On the left, however, it was not the same story—not by any means the same story. The 23rd Brigade was made up of the Scottish Rifles, the 2nd Middlesex, the Devons and the West Yorkshires. Against the part of the German line they were told off to attack the guns had not done the work thoroughly. The enemy's mass of entanglements here followed a dip in the ground; and the shells had mostly missed.
Let it here be said that an accident of this kind is always liable to happen. It does not of necessity imply remissness on the part of the gunners, and involve blame. Difficulties like this will crop up in carrying out the best scheme of tactics. Indeed no great battle has ever yet been fought in which the unexpected has not been encountered, and had on the instant to be provided for.
At the same time, in a scheme of attack of this kind it is, apart from accidents, the underlying assumption on which the whole is reared that every part of the area under fire shall in the first instance be equally and fully swept. If that be not done then the infantry have imposed upon them a task which no men ought to be asked to face, and which deliberately they would never be asked to face. That was the position in which the Scottish Rifles and the 2nd Middlesex, two battalions who are among the flower of the army, found themselves. Rushing forward, they in a flash saw before them in this hollow the German entanglements standing almost intact. The work in front of them was the impossible.
Imagine the tragedy of it. They were swept by the fire of machine guns, by rifle volleys discharged from second to second, and showers of shrapnel. To go back would have thrown the whole plan of assault into confusion. It might mean the loss of the battle.

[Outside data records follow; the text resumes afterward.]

//! Bounded retries with capped exponential backoff.

use std::time::Duration;

use crate::config::ResilienceCfg;
use crate::outcome::OutcomeKind;

#[derive(Debug, Clone)]
pub struct RetryPolicy {
    max_attempts: u32,
    base: Duration,
    multiplier: f64,
    cap: Duration,
}

impl RetryPolicy {
    pub fn new(max_attempts: u32, base: Duration, multiplier: f64, cap: Duration) -> Self {
        Self {
            max_attempts: max_attempts.max(1),
            base,
            multiplier: multiplier.max(1.0),
            cap: cap.max(base),
        }
    }

    pub fn from_cfg(cfg: &ResilienceCfg) -> Self {
        Self::new(
            cfg.retry_max_attempts,
            Duration::from_millis(cfg.retry_base_ms),
            cfg.retry_multiplier,
            Duration::from_millis(cfg.retry_max_delay_ms),
        )
    }

    /// Fresh budget for one logical call.
    pub fn budget(&self) -> RetryBudget {
        RetryBudget {
            attempts: 0,
            max_attempts: self.max_attempts,
            next_delay: self.base,
            multiplier: self.multiplier,
            cap: self.cap,
        }
    }

    /// Circuit-open and bulkhead rejections end the call; everything else
    /// that is not a success may be tried again.
    pub fn is_retryable(outcome: OutcomeKind) -> bool {
        outcome.is_failure()
    }
}

/// Attempts used so far by one logical call and the delay before the next.
#[derive(Debug)]
pub struct RetryBudget {
    attempts: u32,
    max_attempts: u32,
    next_delay: Duration,
    multiplier: f64,
    cap: Duration,
}

impl RetryBudget {
    pub fn record_attempt(&mut self) {
        self.attempts += 1;
    }

    pub fn attempts(&self) -> u32 {
        self.attempts
    }

    pub fn has_remaining(&self) -> bool {
        self.attempts < self.max_attempts
    }

    /// Delay to wait before the next attempt; never shrinks between calls.
    pub fn next_delay(&mut self) -> Duration {
        let delay = self.next_delay.min(self.cap);
        let grown = (self.next_delay.as_nanos() as f64 * self.multiplier).round();
        self.next_delay = Duration::from_nanos(grown.min(self.cap.as_nanos() as f64) as u64);
        delay
    }
}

On the other hand, it was impossible to re-range the British batteries. The guns were now thundering out their rafale upon Neuve Chapelle and the German second line. In Neuve Chapelle and along that line were the enemy's local reserves. These or part of these, if there were any break in the rain of fire, would charge forward to reinforce their first line. They were there for the purpose.

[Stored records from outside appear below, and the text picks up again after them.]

//! Document parsing for JSON, YAML and TOML.
//!
//! This module turns structured text into a [`Node`] tree. The format is
//! detected from the file extension; files with an unknown extension are
//! tried as JSON, then TOML, then YAML.
//!
//! # Examples
//!
//! ```no_run
//! use mapdiff::parser::parse_file;
//! use std::path::Path;
//!
//! # fn example() -> Result<(), Box<dyn std::error::Error>> {
//! let old = parse_file(Path::new("deploy-v1.yaml"))?;
//! let new = parse_file(Path::new("deploy-v2.yaml"))?;
//! # Ok(())
//! # }
//! ```

use crate::error::ParseError;
use crate::tree::{Map, Node, Scalar};
use std::fs;
use std::path::Path;
use tracing::debug;

/// A supported input format.
#[derive(Debug, Clone, Copy, PartialEq, Eq)]
pub enum Format {
    Json,
    Yaml,
    Toml,
}

impl Format {
    /// Detects the format from a path's extension.
    pub fn from_path(path: &Path) -> Option<Self> {
        let extension = path
            .extension()
            .and_then(|ext| ext.to_str())
            .map(|s| s.to_lowercase());

        match extension.as_deref() {
            Some("json") => Some(Format::Json),
            Some("yaml") | Some("yml") => Some(Format::Yaml),
            Some("toml") => Some(Format::Toml),
            _ => None,
        }
    }
}

/// Parses a file into a Node tree.
///
/// # Errors
///
/// This function will return an error if:
/// - The file does not exist (`ParseError::FileNotFound`)
/// - The file cannot be read (`ParseError::ReadError`)
/// - The content is invalid for its detected format (`JsonError`, `YamlError`, `TomlError`)
/// - The extension is unknown and no format parses the content (`ParseError::UnknownFormat`)
pub fn parse_file(path: &Path) -> Result<Node, ParseError> {
    let origin = path.to_string_lossy().to_string();

    if !path.exists() {
        return Err(ParseError::file_not_found(origin));
    }

    let content = fs::read_to_string(path).map_err(|e| ParseError::read_error(&origin, e))?;

    match Format::from_path(path) {
        Some(format) => {
            debug!(path = %origin, ?format, "parsing by extension");
            parse_str(&content, format, &origin)
        }
        None => {
            debug!(path = %origin, "unknown extension, trying each format");
            parse_any_format(&content).ok_or_else(|| ParseError::unknown_format(origin))
        }
    }
}

/// Tries JSON, then TOML, then YAML.
///
/// YAML goes last because it accepts almost any text as a plain string
/// scalar, which would shadow a TOML document.
fn parse_any_format(content: &str) -> Option<Node> {
    parse_json(content)
        .ok()
        .or_else(|| parse_toml(content).ok())
        .or_else(|| parse_yaml(content).ok())
}

/// Parses content in a known format. `origin` names the source in errors.
pub fn parse_str(content: &str, format: Format, origin: &str) -> Result<Node, ParseError> {
    match format {
        Format::Json => parse_json(content).map_err(|e| ParseError::json_error(origin, e)),
        Format::Yaml => parse_yaml(content).map_err(|e| ParseError::yaml_error(origin, e)),
        Format::Toml => parse_toml(content).map_err(|e| ParseError::toml_error(origin, e)),
    }
}

/// Parses a JSON string into a Node.
///
/// ```
/// use mapdiff::parser::parse_json;
///
/// let node = parse_json(r#"{"name": "Alice", "age": 30}"#).unwrap();
/// assert_eq!(node.as_map().unwrap().len(), 2);
/// ```
pub fn parse_json(content: &str) -> Result<Node, serde_json::Error> {
    let value: serde_json::Value = serde_json::from_str(content)?;
    Ok(json_to_node(value))
}

/// Parses a YAML string into a Node.
pub fn parse_yaml(content: &str) -> Result<Node, serde_yaml::Error> {
    let value: serde_yaml::Value = serde_yaml::from_str(content)?;
    Ok(yaml_to_node(value))
}

/// Parses a TOML document into a Node.
pub fn parse_toml(content: &str) -> Result<Node, toml::de::Error> {
    let value: toml::Value = toml::from_str(content)?;
    Ok(toml_to_node(value))
}

fn json_to_node(value: serde_json::Value) -> Node {
    match value {
        serde_json::Value::Null => Node::null(),
        serde_json::Value::Bool(b) => Node::from(b),
        serde_json::Value::Number(n) => number_to_node(n.as_i64(), n.as_u64(), n.as_f64()),
        serde_json::Value::String(s) => Node::from(s),
        serde_json::Value::Array(arr) => Node::List(arr.into_iter().map(json_to_node).collect()),
        serde_json::Value::Object(obj) => {
            let map: Map = obj.into_iter().map(|(k, v)| (k, json_to_node(v))).collect();
            Node::Map(map)
        }
    }
}

/// Converts YAML into a Node.
///
/// Non-string keys are stringified. A tagged mapping or sequence
/// (`!secret {user: a, pass: b}`) is a fixed-shape value and becomes an
/// opaque scalar; a tagged scalar is evaluated to its inner value.
fn yaml_to_node(value: serde_yaml::Value) -> Node {
    match value {
        serde_yaml::Value::Null => Node::null(),
        serde_yaml::Value::Bool(b) => Node::from(b),
        serde_yaml::Value::Number(n) => number_to_node(n.as_i64(), n.as_u64(), n.as_f64()),
        serde_yaml::Value::String(s) => Node::from(s),
        serde_yaml::Value::Sequence(seq) => {
            Node::List(seq.into_iter().map(yaml_to_node).collect())
        }
        serde_yaml::Value::Mapping(mapping) => {
            let map: Map = mapping
                .into_iter()
                .map(|(k, v)| {
                    let key = match k {
                        serde_yaml::Value::String(s) => s,
                        serde_yaml::Value::Number(n) => n.to_string(),
                        serde_yaml::Value::Bool(b) => b.to_string(),
                        serde_yaml::Value::Null => "null".to_string(),
                        other => format!("{:?}", other),
                    };
                    (key, yaml_to_node(v))
                })
                .collect();
            Node::Map(map)
        }
        serde_yaml::Value::Tagged(tagged) => match yaml_to_node(tagged.value) {
            composite @ (Node::Map(_) | Node::List(_)) => Node::opaque(composite),
            scalar => scalar,
        },
    }
}

/// Integers stay integers: `i64` when they fit, `u64` above that.
fn number_to_node(signed: Option<i64>, unsigned: Option<u64>, float: Option<f64>) -> Node {
    match (signed, unsigned) {
        (Some(i), _) => Node::from(i),
        (None, Some(u)) => Node::Scalar(Scalar::UInt(u)),
        (None, None) => Node::from(float.unwrap_or(f64::NAN)),
    }
}

fn toml_to_node(value: toml::Value) -> Node {
    match value {
        toml::Value::String(s) => Node::from(s),
        toml::Value::Integer(i) => Node::from(i),
        toml::Value::Float(f) => Node::from(f),
        toml::Value::Boolean(b) => Node::from(b),
        toml::Value::Datetime(dt) => Node::Scalar(Scalar::String(dt.to_string())),
        toml::Value::Array(arr) => Node::List(arr.into_iter().map(toml_to_node).collect()),
        toml::Value::Table(table) => {
            let map: Map = table
                .into_iter()
                .map(|(k, v)| (k, toml_to_node(v)))
                .collect();
            Node::Map(map)
        }
    }
}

Part of the Scottish Rifles got through. The entanglements in front of them had been wrecked. They reached the section of the German trenches which was their objective and overpowered the defenders. The other part was held up by the barbed wire. Then began a frantic struggle to smash through the webwork with the butts of rifles, to stamp it down, or to crawl through it. The effort was in vain. The bomb-throwers of the company dashed round in the track of their comrades who had already reached and captured the adjacent German trench. Through this trench they reached that still held and daringly bombed the Germans out of it. Meanwhile the others, forced to lie down, were sprayed both by the machine guns and by the enemy's shrapnel. A subaltern and 150 men were all who later answered to the roll-call.
The 2nd Middlesex fared no better. The instant they surged into the open two machine guns, one at each end of the section of the German trench they were to take opened upon them. Under this fire they had to clear a space of more than 120 yards. It was strewn as they raced forward with their dead and wounded. To them also the startling truth was revealed that the enemy's entanglements were still almost undamaged. Like the Scottish they tried to stamp and tear their way through. The effort was speedily seen to be a waste of life. They lay down amid the hail of bullets. A second time, and then a third they tried to break through. A message, however, had been got through to the guns. Relaid on to the German trench the artillery this time cut the entanglements through and the position, aided by a bombing party, was carried.
Such was the attack upon the German first line. But for this disaster to part of the 23rd Brigade, the casualties in this phase of the battle would have been comparatively slight.
The 25th and the Garhwalis completed their work before the time allotted for the fire squall against the village and the enemy's second line had expired. When this tornado began Neuve Chapelle was, although damaged, still standing. When the shell storm ceased, it had, save for the broken walls of the church, totally disappeared. This fair-sized place, which formerly had had some 3,000 inhabitants, was now pounded into shapeless ruins. The shells had fallen as elsewhere upon the cemetery. Tombstones had been blown about in all directions; graves torn open; coffins ploughed up and scattered in splinters together with the bones they had enclosed. In the churchyard had been posted a German detachment intended to defend that approach to the village by rifle and machine-gun fire from behind the gravestones. Most of these men lay among their gruesome surroundings dead or wounded. The whole village and its immediate neighbourhood was wrapped in smoke and dust.
Into this the moment that the guns had ceased the Rifle Brigade dashed. The German defence had been smashed. Some of the enemy continued to snipe from behind bits of wall, broken tombstones, or the wrecks of carts. Among the ruins of a few outlying houses which had escaped complete destruction others put up a fight with machine guns and potted at the British from window spaces. They were speedily disposed of. The rest, bewildered by the blast, were collected from the cellars and dug-outs in which they had sought refuge, coming up with their hands above their heads.[16] From the opposite direction the village had been stormed by the 3rd Gurkhas of the Indian Brigade. On the way they had got in with their kukris among a German detachment who attempted with machine guns to defend a group of houses by the cross roads at the south end of the place. The two corps, Riflemen and Gurkhas, old comrades in former fights, and each now equally dirty and blood-bespattered, cheered each other with enthusiasm.